Monday, February 4, 2008

I would rather be reading The Power of Now right now, but see, self-discipline?

From "Introduction" of Confessional Politics: Women's Sexual Self-Representations in Life Writing and Popular Media, edited by Irene Gammel:

"From many different angles, the essays in this collection investigate the association of confession with femininity; they examine its function as a gender-specific discourse, as they probe its many genres and subgenres" (1).

"Many "real-life" stories encode an awareness of the confessional reality principle, of possible appropriation and recolonization of their life stories; suspicion and skepticism mark their self-representation, signaling that theirs is not the unmediated cry from the female heart. Women encode boundaries and warnings, signaling their desire to create their own safe space in which to articulate their personal and sexual lives, while defying confessional entrapments. They tell and retell their personal stories by simultaneously enacting, and reacting against, confessional modalities that wish to contain them" (2).

"Since the circulation of sexual self-representations confronts women almost inevitably with a confining frame, the essays in this collection examine how women, in turn, take charge of this challenge and experiment with ways of subverting traditional confessional readings, of dodging the conventional readings designed to contain them in traditional confessional paradigms" (2).

"...confessional readings frequently entail a process of devaluation of the female voice. The female voice relating personal experience, like the sinner's and the patient's, belongs not to the realm of the abstract and official langue but to parole, to familiar and intimate speech, and this characterized by a low degree of formality and authority, as it is perceived as ephemeral or trivial" (4).

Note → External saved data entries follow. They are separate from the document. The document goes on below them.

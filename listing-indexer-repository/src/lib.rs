//! # Listing Indexer Repository
//!
//! Everything behind the [`ListingStore`] seam: the physical index adapter
//! for OpenSearch, the circuit breaker that guards it, the query-result
//! cache, and the [`IndexingGateway`] that composes the three.

pub mod cache;
pub mod circuit_breaker;
pub mod errors;
pub mod gateway;
pub mod interfaces;
pub mod opensearch;

pub use cache::{CacheConfig, CacheStats, FillTicket, ListingCache};
pub use circuit_breaker::{CircuitBreaker, CircuitBreakerConfig, CircuitMetrics, CircuitState};
pub use errors::{CallError, FailureKind, SearchIndexError, StoreError};
pub use gateway::IndexingGateway;
pub use interfaces::{ListingIndexProvider, ListingStore};
pub use opensearch::{IndexConfig, OpenSearchClient};
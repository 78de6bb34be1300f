//! Kafka consumer implementation for the listing indexer.
//!
//! Consumes listing events from Kafka topics and forwards them to the pipeline.

use rdkafka::{
    config::ClientConfig,
    consumer::{CommitMode, Consumer, StreamConsumer},
    message::{BorrowedMessage, Message as KafkaMessage},
    Offset, TopicPartitionList,
};
use tokio::sync::{broadcast, mpsc};
use tracing::{debug, error, info, instrument};

use crate::consumer::messages::{parse_listing_event, StreamMessage};
use crate::errors::PipelineError;

/// The Kafka topic carrying car listing events.
pub const DEFAULT_LISTING_TOPIC: &str = "car-listing-topic";

/// Kafka consumer for listing events.
///
/// Delivery is at-most-once from the pipeline's point of view: the offset of
/// every message is committed once it has been handed over, including
/// messages that failed to decode.
pub struct KafkaConsumer {
    consumer: StreamConsumer,
    topics: Vec<String>,
}

impl KafkaConsumer {
    /// Create a new Kafka consumer.
    ///
    /// # Arguments
    ///
    /// * `brokers` - Kafka broker addresses (comma-separated)
    /// * `group_id` - Consumer group ID
    /// * `topic` - Topic carrying listing events
    ///
    /// # Returns
    ///
    /// * `Ok(KafkaConsumer)` - A new consumer instance
    /// * `Err(PipelineError)` - If consumer creation fails
    pub fn new(brokers: &str, group_id: &str, topic: &str) -> Result<Self, PipelineError> {
        let consumer: StreamConsumer = ClientConfig::new()
            .set("bootstrap.servers", brokers)
            .set("group.id", group_id)
            .set("enable.auto.commit", "false")
            .set("auto.offset.reset", "earliest")
            .set("session.timeout.ms", "6000")
            .create()?;

        info!(brokers = %brokers, group_id = %group_id, "Created Kafka consumer");

        Ok(Self {
            consumer,
            topics: vec![topic.to_string()],
        })
    }

    /// Subscribe to configured topics.
    pub fn subscribe(&self) -> Result<(), PipelineError> {
        let topics: Vec<&str> = self.topics.iter().map(|s| s.as_str()).collect();
        self.consumer.subscribe(&topics)?;

        info!(topics = ?self.topics, "Subscribed to Kafka topics");
        Ok(())
    }

    /// Start consuming messages and send them through the channel.
    ///
    /// # Arguments
    ///
    /// * `sender` - Channel to send messages to
    /// * `shutdown` - Shutdown signal receiver
    #[instrument(skip(self, sender, shutdown))]
    pub async fn run(
        &self,
        sender: mpsc::Sender<StreamMessage>,
        mut shutdown: broadcast::Receiver<()>,
    ) -> Result<(), PipelineError> {
        use futures::StreamExt;

        let mut message_stream = self.consumer.stream();

        loop {
            tokio::select! {
                _ = shutdown.recv() => {
                    info!("Consumer received shutdown signal");
                    let _ = sender.send(StreamMessage::End).await;
                    break;
                }
                message = message_stream.next() => {
                    match message {
                        Some(Ok(msg)) => {
                            if let Err(e) = self.process_message(&msg, &sender).await {
                                error!(error = %e, "Failed to process message");
                            }
                        }
                        Some(Err(e)) => {
                            error!(error = %e, "Kafka error");
                            let _ = sender.send(StreamMessage::Error(e.to_string())).await;
                        }
                        None => {
                            info!("Kafka stream ended");
                            let _ = sender.send(StreamMessage::End).await;
                            break;
                        }
                    }
                }
            }
        }

        Ok(())
    }

    /// Decode a single Kafka message, forward it, and commit its offset.
    async fn process_message(
        &self,
        msg: &BorrowedMessage<'_>,
        sender: &mpsc::Sender<StreamMessage>,
    ) -> Result<(), PipelineError> {
        let topic = msg.topic();
        let partition = msg.partition();
        let offset = msg.offset();

        debug!(
            topic = %topic,
            partition = partition,
            offset = offset,
            "Processing message"
        );

        match msg.payload() {
            None => debug!("Received message with empty payload"),
            Some(payload) => match parse_listing_event(payload) {
                Ok(event) => {
                    sender
                        .send(StreamMessage::Events(vec![event]))
                        .await
                        .map_err(|e| PipelineError::channel(e.to_string()))?;
                }
                // Malformed events are dropped, never retried.
                Err(e) => error!(offset, error = %e, "Discarding malformed listing event"),
            },
        }

        let mut tpl = TopicPartitionList::new();
        tpl.add_partition_offset(topic, partition, Offset::Offset(offset + 1))?;
        self.consumer.commit(&tpl, CommitMode::Async)?;

        Ok(())
    }
}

"Moreover, the term confessional itself, as the collection shows, is characterized by a fundamental bidirectionality: women are subjected to confessional readings, but many women also use confessional conventions self-consciously, deliberately manipulating the confessional machine that wishes to entrap them" (5).

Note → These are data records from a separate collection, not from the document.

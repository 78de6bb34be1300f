//! Circuit breaker state machine.

use std::collections::VecDeque;
use std::fmt;
use std::future::Future;

use parking_lot::Mutex;
use tokio::time::Instant;
use tracing::{debug, info, warn};

use super::config::CircuitBreakerConfig;
use crate::errors::{CallError, FailureKind, SearchIndexError};

/// Errors that the breaker can classify.
pub trait Classify {
    /// The failure kind used to decide whether the error is recorded.
    fn failure_kind(&self) -> FailureKind;
}

impl Classify for SearchIndexError {
    fn failure_kind(&self) -> FailureKind {
        self.kind()
    }
}

/// Circuit breaker state.
#[derive(Debug, Clone, Copy, PartialEq, Eq)]
pub enum CircuitState {
    /// Calls flow normally and outcomes are recorded.
    Closed,
    /// Calls are rejected without reaching the dependency.
    Open,
    /// A limited number of trial calls check whether the dependency recovered.
    HalfOpen,
}

impl fmt::Display for CircuitState {
    fn fmt(&self, f: &mut fmt::Formatter<'_>) -> fmt::Result {
        let s = match self {
            CircuitState::Closed => "CLOSED",
            CircuitState::Open => "OPEN",
            CircuitState::HalfOpen => "HALF_OPEN",
        };
        f.write_str(s)
    }
}

/// Point-in-time view of the breaker.
#[derive(Debug, Clone, Copy, PartialEq)]
pub struct CircuitMetrics {
    pub state: CircuitState,
    /// Calls currently held in the sliding window.
    pub buffered_calls: usize,
    /// Failed calls currently held in the sliding window.
    pub failed_calls: usize,
    /// Failure fraction, once the minimum number of calls is buffered.
    pub failure_rate: Option<f64>,
}

#[derive(Debug, Clone, Copy, PartialEq, Eq)]
enum Outcome {
    Success,
    Failure,
    Ignored,
}

#[derive(Debug)]
struct Inner {
    state: CircuitState,
    /// Bumped on every transition; permits from an older generation are stale.
    generation: u64,
    /// `true` marks a failed call.
    window: VecDeque<bool>,
    opened_at: Option<Instant>,
    trial_permits: u32,
    trial_successes: u32,
}
//! Search index error types.
//!
//! This module defines the errors raised by the physical index adapter and
//! the [`FailureKind`] classification the circuit breaker records against.

use thiserror::Error;

/// Coarse classification of a downstream failure.
///
/// The circuit breaker is configured with the subset of kinds that count
/// toward its failure rate.
#[derive(Debug, Clone, Copy, PartialEq, Eq, Hash)]
pub enum FailureKind {
    /// The index has not been created yet.
    IndexAbsent,
    /// Connection refused, reset or otherwise failed at the transport level.
    Transport,
    /// The request timed out.
    Timeout,
    /// The engine answered with a 5xx status.
    ServerError,
    /// The engine refused the request (4xx other than index-absent).
    Rejected,
    /// The request or response body could not be encoded or decoded.
    Malformed,
}

/// Errors that can occur during search index operations.
#[derive(Debug, Clone, Error)]
pub enum SearchIndexError {
    /// The target index does not exist.
    #[error("Index not found: {0}")]
    IndexNotFound(String),

    /// Failed to establish connection to the search engine.
    #[error("Connection error: {0}")]
    ConnectionError(String),

    /// The request did not complete in time.
    #[error("Timeout error: {0}")]
    TimeoutError(String),

    /// The search engine answered with a non-success status.
    #[error("Request failed with status {status}: {body}")]
    ResponseError { status: u16, body: String },

    /// Failed to parse response from search engine.
    #[error("Parse error: {0}")]
    ParseError(String),

    /// Failed to serialize data for the search engine.
    #[error("Serialization error: {0}")]
    SerializationError(String),

    /// Validation error (e.g., missing required fields).
    #[error("Validation error: {0}")]
    ValidationError(String),
}

impl SearchIndexError {
    /// Create an index-not-found error.
    pub fn index_not_found(index: impl Into<String>) -> Self {
        Self::IndexNotFound(index.into())
    }

    /// Create a connection error.
    pub fn connection(msg: impl Into<String>) -> Self {
        Self::ConnectionError(msg.into())
    }

    /// Create a timeout error.
    pub fn timeout(msg: impl Into<String>) -> Self {
        Self::TimeoutError(msg.into())
    }

    /// Create a response error.
    pub fn response(status: u16, body: impl Into<String>) -> Self {
        Self::ResponseError {
            status,
            body: body.into(),
        }
    }

    /// Create a parse error.
    pub fn parse(msg: impl Into<String>) -> Self {
        Self::ParseError(msg.into())
    }

    /// Create a serialization error.
    pub fn serialization(msg: impl Into<String>) -> Self {
        Self::SerializationError(msg.into())
    }

    /// Create a validation error.
    pub fn validation(msg: impl Into<String>) -> Self {
        Self::ValidationError(msg.into())
    }

    /// Classify this error for circuit-breaker accounting.
    pub fn kind(&self) -> FailureKind {
        match self {
            Self::IndexNotFound(_) => FailureKind::IndexAbsent,
            Self::ConnectionError(_) => FailureKind::Transport,
            Self::TimeoutError(_) => FailureKind::Timeout,
            Self::ResponseError { status, .. } if *status >= 500 => FailureKind::ServerError,
            Self::ResponseError { .. } | Self::ValidationError(_) => FailureKind::Rejected,
            Self::ParseError(_) | Self::SerializationError(_) => FailureKind::Malformed,
        }
    }

    /// Whether the index simply does not exist yet.
    pub fn is_index_absent(&self) -> bool {
        self.kind() == FailureKind::IndexAbsent
    }
}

This book is going to be very helpful, as it asks a lot of questions I want to ask...but it only does so from a feminist standpoint. I think coming into some of these articles with a queer eye, so to speak, may help me to expand the ideas I would like to put forth in my final project.

As for Poetry I Need To Read For Context In Other Poetry: going to look up some Alice Notley, some Frank Sherlock.

I need to put in at least 3 hours on this tomorrow, too.